Ringparabel

Ringparabel
Titelblatt des Erstdruckes
Recha begrüßt ihren Vater, 1877 von Maurycy Gottlieb
Zeitgenössischer Einband des Erstdruckes.

Nathan der Weise ist der Titel und die Hauptfigur eines fünfaktigen Ideendramas von Gotthold Ephraim Lessing, das 1779 veröffentlicht und am 14. April 1783 in Berlin uraufgeführt worden ist. Das Werk hat als Themenschwerpunkt den Humanismus. Besonders wichtig dabei ist die Ringparabel im dritten Aufzug des Dramas. Diese Parabel findet sich allerdings bereits in der dritten Geschichte von Giovanni BoccacciosDecamerone“.[1] Die Geschichte von den drei ununterscheidbaren Ringen lässt sich bis zum Jahr 1100 zurückverfolgen. Sie wurde wahrscheinlich auf der Iberischen Halbinsel von sephardischen Juden erfunden.

„Nathan der Weise“ ist Lessings letztes Werk. Hintergrund ist der Fragmentenstreit, eine Auseinandersetzung mit dem Hamburger Hauptpastor Johann Melchior Goeze, die soweit reichte, dass ein Teilpublikationsverbot gegen Lessing verhängt wurde. Infolgedessen implizierte Lessing seine Idee des Deismus in dieses Drama. Unmittelbar vor der Fertigstellung seines Dramas hatte sich Lessing mit seinem philosophischen Hauptwerk Die Erziehung des Menschengeschlechts befasst. Seine Beschäftigung mit dem Stoff reicht jedoch nachweislich bis ca. 1750 zurück.

In der Figur Nathans des Weisen setzte Lessing seinem Freund Moses Mendelssohn, dem Begründer der jüdischen Aufklärung, ein literarisches Denkmal.

Inhaltsverzeichnis

Äußere Form

Das Werk entspricht im Aufbau einem klassischen Drama. Dazu gehören folgende Elemente:

Lessing hat das Drama im Blankvers verfasst, der in England seinen Ursprung hat und sich erst durch ihn in Deutschland durchsetzen konnte. Die Handlung ist geteilt auf 5 Aufzüge, die wiederum in Auftritte gegliedert sind.

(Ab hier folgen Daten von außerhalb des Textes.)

//! XDG-compliant path resolution for knowtree.
//!
//! Only two locations matter: the config directory holding `config.toml` and
//! the cache directory where exported HTML pages land by default.

use std::path::PathBuf;

use miette::Diagnostic;
use thiserror::Error;

/// Errors from path resolution.
#[derive(Debug, Error, Diagnostic)]
pub enum PathError {
    #[error("cannot determine home directory")]
    #[diagnostic(
        code(knowtree::paths::no_home),
        help("Set the HOME environment variable, or pass --config explicitly.")
    )]
    NoHome,

    #[error("failed to create directory: {path}")]
    #[diagnostic(
        code(knowtree::paths::create_dir),
        help("Check that the parent directory exists and you have write permissions.")
    )]
    CreateDir {
        path: String,
        #[source]
        source: std::io::Error,
    },
}

pub type PathResult<T> = std::result::Result<T, PathError>;

const APP_DIR: &str = "knowtree";

/// Global directories for knowtree.
#[derive(Debug, Clone)]
pub struct KnowtreePaths {
    /// `$XDG_CONFIG_HOME/knowtree/`
    pub config_dir: PathBuf,
    /// `$XDG_CACHE_HOME/knowtree/`
    pub cache_dir: PathBuf,
}

impl KnowtreePaths {
    /// Resolve XDG directories from environment variables with standard fallbacks.
    pub fn resolve() -> PathResult<Self> {
        let home = std::env::var("HOME")
            .map(PathBuf::from)
            .map_err(|_| PathError::NoHome)?;

        let config_dir = std::env::var("XDG_CONFIG_HOME")
            .map(PathBuf::from)
            .unwrap_or_else(|_| home.join(".config"))
            .join(APP_DIR);

        let cache_dir = std::env::var("XDG_CACHE_HOME")
            .map(PathBuf::from)
            .unwrap_or_else(|_| home.join(".cache"))
            .join(APP_DIR);

        Ok(Self {
            config_dir,
            cache_dir,
        })
    }

    /// Path to the config file.
    pub fn config_file(&self) -> PathBuf {
        self.config_dir.join("config.toml")
    }

    /// Directory for exported mind-map pages.
    pub fn exports_dir(&self) -> PathBuf {
        self.cache_dir.join("exports")
    }

    /// Default export path for a topic: a filesystem-safe slug under `exports_dir`.
    pub fn export_file(&self, topic: &str) -> PathBuf {
        self.exports_dir().join(format!("{}.html", slug(topic)))
    }

    /// Create the export directory. Idempotent.
    pub fn ensure_exports_dir(&self) -> PathResult<PathBuf> {
        let dir = self.exports_dir();
        std::fs::create_dir_all(&dir).map_err(|e| PathError::CreateDir {
            path: dir.display().to_string(),
            source: e,
        })?;
        Ok(dir)
    }
}

/// Lowercase alphanumerics (Unicode letters kept) joined by single dashes.
pub fn slug(topic: &str) -> String {
    let mut out = String::with_capacity(topic.len());
    for c in topic.chars().flat_map(char::to_lowercase) {
        if c.is_alphanumeric() {
            out.push(c);
        } else if !out.is_empty() && !out.ends_with('-') {
            out.push('-');
        }
    }
    while out.ends_with('-') {
        out.pop();
    }
    if out.is_empty() {
        out.push_str("mindmap");
    }
    out
}

#[cfg(test)]
mod tests {
    use super::*;

    #[test]
    fn resolved_paths_use_app_dir() {
        // Reads the real environment without mutating it (unsafe in edition 2024).
        let paths = KnowtreePaths::resolve().unwrap();
        assert!(paths.config_dir.ends_with(APP_DIR));
        assert!(paths.cache_dir.ends_with(APP_DIR));
    }

    #[test]
    fn files_derive_from_dirs() {
        let paths = KnowtreePaths {
            config_dir: PathBuf::from("/cfg/knowtree"),
            cache_dir: PathBuf::from("/cache/knowtree"),
        };
        assert_eq!(paths.config_file(), PathBuf::from("/cfg/knowtree/config.toml"));
        assert_eq!(
            paths.export_file("Revolução Francesa"),
            PathBuf::from("/cache/knowtree/exports/revolução-francesa.html")
        );
    }

    #[test]
    fn slug_collapses_separators() {
        assert_eq!(slug("  Física  Quântica!! "), "física-quântica");
        assert_eq!(slug("???"), "mindmap");
        assert_eq!(slug("C++ & Rust"), "c-rust");
    }
}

„Nathan der Weise“ enthält sowohl tragische als auch komische Elemente, ist aber trotz des versöhnlichen Ausgangs weder eine Komödie noch eine Tragödie. Im Mittelpunkt der Handlung steht die Ringparabel, somit im Kern die Frage nach der „wahren“ Religion.

Inhalt

Die Handlung spielt zur Zeit des Dritten Kreuzzugs während eines Waffenstillstandes in Jerusalem. Als der Jude Nathan von einer Geschäftsreise zurückkommt, erfährt er, dass seine Pflegetochter Recha von einem christlichen Tempelherrn aus dem Feuer gerettet worden ist. Der Ordensritter verdankt sein Leben der Begnadigung durch den muslimischen Herrscher, Sultan Saladin. Dieser hat ihn als einzigen von zwanzig Gefangenen begnadigt, weil er Saladins verschollenem Bruder Assad ähnlich sah. Trotz der Unwahrscheinlichkeit der Ereigniskette ist Nathan nicht bereit, hierin ein Wunder zu sehen, und er überzeugt auch Recha davon, dass es schädlich sei, an das Wirken von Engeln und an Wunder zu glauben.

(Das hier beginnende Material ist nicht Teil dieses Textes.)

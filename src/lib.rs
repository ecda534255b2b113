// thiserror's #[error("...{field}...")] format strings reference struct fields,
// but the compiler doesn't see through the derive macro and reports false positives.
#![allow(unused_assignments)]

//! # knowtree
//!
//! Mind maps for any topic, generated by a language model and grounded in
//! Wikipedia.
//!
//! ## Architecture
//!
//! - **Refinement** (`refine`): rewrite the topic into an encyclopedia-friendly query
//! - **Knowledge** (`knowledge`): MediaWiki search and bounded excerpt context
//! - **Generation** (`generate`): one JSON-only completion per topic
//! - **Extraction** (`extract`): locate, parse and coerce the JSON into a [`graph::Graph`]
//! - **History** (`history`): append-only log of past maps
//! - **Rendering** (`render`): deterministic size/color mapping, vis-network HTML
//! - **Session** (`session`): the submit and history-pick state machine
//!
//! ## Library usage
//!
//! ```no_run
//! use std::sync::Arc;
//!
//! use knowtree::config::KnowtreeConfig;
//! use knowtree::knowledge::WikipediaClient;
//! use knowtree::llm::OpenAiClient;
//! use knowtree::message::StdoutSink;
//! use knowtree::session::{Session, SessionOptions};
//!
//! let config = KnowtreeConfig::default();
//! let mut session = Session::new(
//!     OpenAiClient::new(config.llm.clone()),
//!     WikipediaClient::new(config.knowledge.clone()),
//!     Arc::new(StdoutSink),
//!     SessionOptions::from(&config),
//! );
//! let entry = session.submit("Sistema Solar").unwrap();
//! println!("{} nodes", entry.response.nodes.len());
//! ```

pub mod config;
pub mod error;
pub mod extract;
pub mod generate;
pub mod graph;
pub mod history;
pub mod knowledge;
pub mod llm;
pub mod message;
pub mod paths;
pub mod refine;
pub mod render;
pub mod session;
pub mod tui;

Durch geschickte Rede überzeugt Nathan den Tempelherrn, dass es sinnvoll sei, ihn, Nathan, zu besuchen, um den Dank seiner Tochter entgegenzunehmen.

Derweilen hat Saladin Geldsorgen, weswegen er Nathan zu sich bringen lässt. Er gibt dazu vor, Nathans bekannte Weisheit zu testen und fragt nach der „wahren Religion“. Nathan antwortet mit der Ringparabel. Saladin versteht schnell die Botschaft von der Gleichberechtigung der drei monotheistischen Religionen. Davon tief beeindruckt, bittet er, Nathans Freund sein zu dürfen. Noch erfreuter zeigt er sich, als er von Nathan ein Darlehensangebot erhält, ohne danach gefragt zu haben.

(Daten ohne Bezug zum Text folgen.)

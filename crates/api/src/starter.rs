//! Execution start: idempotent by execution identifier.
//!
//! Starting is a narrow, stateless operation: ask the coordinator to begin a
//! new execution of a named workflow type. The one twist is the collision
//! case — an execution with the same identifier already running is an
//! expected outcome of redelivered triggers, so it is logged and reported as
//! [`StartOutcome::AlreadyRunning`], never surfaced as an error.

use std::time::Duration;

use async_trait::async_trait;
use reqwest::{Method, StatusCode};
use serde::{Deserialize, Serialize};
use serde_json::Value as JsonValue;
use thiserror::Error;
use tracing::{debug, info};

use galley_types::{WorkflowDefinition, duration_secs};

use crate::CoordinatorClient;

/// Request to begin a new execution of a workflow type.
#[derive(Debug, Clone, PartialEq, Serialize, Deserialize)]
pub struct StartExecutionRequest {
    /// Workflow type name.
    pub workflow_type: String,
    /// Workflow type version.
    pub workflow_version: String,
    /// Caller-chosen execution identifier; the idempotency key.
    pub execution_id: String,
    /// Run input payload handed to the first decision task.
    #[serde(default)]
    pub input: JsonValue,
    /// Task list decision tasks for this execution are posted to.
    pub task_list: String,
    /// Total time allowed for the execution.
    #[serde(with = "duration_secs")]
    pub execution_start_to_close_timeout: Duration,
    /// Time allowed for each decision task.
    #[serde(with = "duration_secs")]
    pub task_start_to_close_timeout: Duration,
}

impl StartExecutionRequest {
    /// Builds the start request for one execution of a definition.
    pub fn for_definition(definition: &WorkflowDefinition, execution_id: impl Into<String>) -> Self {
        Self {
            workflow_type: definition.name.clone(),
            workflow_version: definition.version.clone(),
            execution_id: execution_id.into(),
            input: definition.input.clone(),
            task_list: definition.task_list.clone(),
            execution_start_to_close_timeout: definition.execution_start_to_close_timeout,
            task_start_to_close_timeout: definition.task_start_to_close_timeout,
        }
    }
}

/// Coordinator acknowledgement of a newly started execution.
#[derive(Debug, Clone, Default, PartialEq, Deserialize)]
pub struct StartedExecution {
    /// Coordinator-assigned run identifier, when reported.
    #[serde(default)]
    pub run_id: Option<String>,
}

/// Protocol-level outcome of a raw start request.
#[derive(Debug, Error)]
pub enum StartRequestError {
    /// An execution with this identifier is already active.
    #[error("an execution with this identifier is already running")]
    AlreadyStarted,
    /// The coordinator refused the request for any other reason.
    #[error("coordinator rejected the start request ({status}): {message}")]
    Rejected { status: u16, message: String },
    /// The request never completed.
    #[error("coordinator transport error: {0}")]
    Transport(#[from] reqwest::Error),
}

/// Start failure surfaced to callers; the benign collision is not in here.
#[derive(Debug, Error)]
pub enum StartError {
    /// The coordinator refused the request.
    #[error("coordinator rejected the start request ({status}): {message}")]
    Rejected { status: u16, message: String },
    /// The request never completed.
    #[error("coordinator transport error: {0}")]
    Transport(#[from] reqwest::Error),
}

/// Outcome of an idempotent execution start.
#[derive(Debug, Clone, PartialEq)]
pub enum StartOutcome {
    /// A new execution began.
    Started(StartedExecution),
    /// An execution with this identifier was already active; nothing changed.
    AlreadyRunning,
}

/// Raw start interface; [`start_execution`] layers the idempotent
/// already-running handling on top. A trait so tests can stand in a fake
/// coordinator.
#[async_trait]
pub trait CoordinatorStart: Send + Sync {
    async fn request_start(&self, request: &StartExecutionRequest) -> Result<StartedExecution, StartRequestError>;
}

#[async_trait]
impl CoordinatorStart for CoordinatorClient {
    async fn request_start(&self, request: &StartExecutionRequest) -> Result<StartedExecution, StartRequestError> {
        let response = self.request(Method::POST, "/v1/executions").json(request).send().await?;

        match response.status() {
            status if status.is_success() => {
                let started = response.json::<StartedExecution>().await.unwrap_or_default();
                Ok(started)
            }
            StatusCode::CONFLICT => Err(StartRequestError::AlreadyStarted),
            status => {
                let message = response.text().await.unwrap_or_default();
                Err(StartRequestError::Rejected {
                    status: status.as_u16(),
                    message,
                })
            }
        }
    }
}

/// Requests a new execution, treating an identifier collision as a no-op.
///
/// Every other coordinator error propagates as [`StartError`].
pub async fn start_execution(
    coordinator: &dyn CoordinatorStart,
    request: &StartExecutionRequest,
) -> Result<StartOutcome, StartError> {
    match coordinator.request_start(request).await {
        Ok(started) => {
            debug!(
                workflow = %request.workflow_type,
                execution_id = %request.execution_id,
                "started execution"
            );
            Ok(StartOutcome::Started(started))
        }
        Err(StartRequestError::AlreadyStarted) => {
            info!(
                workflow = %request.workflow_type,
                execution_id = %request.execution_id,
                "execution already running; start request was a no-op"
            );
            Ok(StartOutcome::AlreadyRunning)
        }
        Err(StartRequestError::Rejected { status, message }) => Err(StartError::Rejected { status, message }),
        Err(StartRequestError::Transport(error)) => Err(StartError::Transport(error)),
    }
}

Der Tempelherr hat sich unterdessen in Recha verliebt und möchte sie heiraten. Als er durch Information von Nathans Gesellschafterin Daja, einer Christin, herausfindet, dass Recha adoptiert ist und ihre leiblichen Eltern Christen waren, wendet er sich an den Patriarchen von Jerusalem, auch weil Nathans Reaktion auf die Idee einer Heirat sehr zurückhaltend ausgefallen ist. Der Tempelherr erzählt so, als handele es sich um einen hypothetischen Fall, doch das Kirchenoberhaupt Jerusalems möchte sofort „diesen Juden“ suchen und ihn wegen Apostasie auf den Scheiterhaufen bringen lassen.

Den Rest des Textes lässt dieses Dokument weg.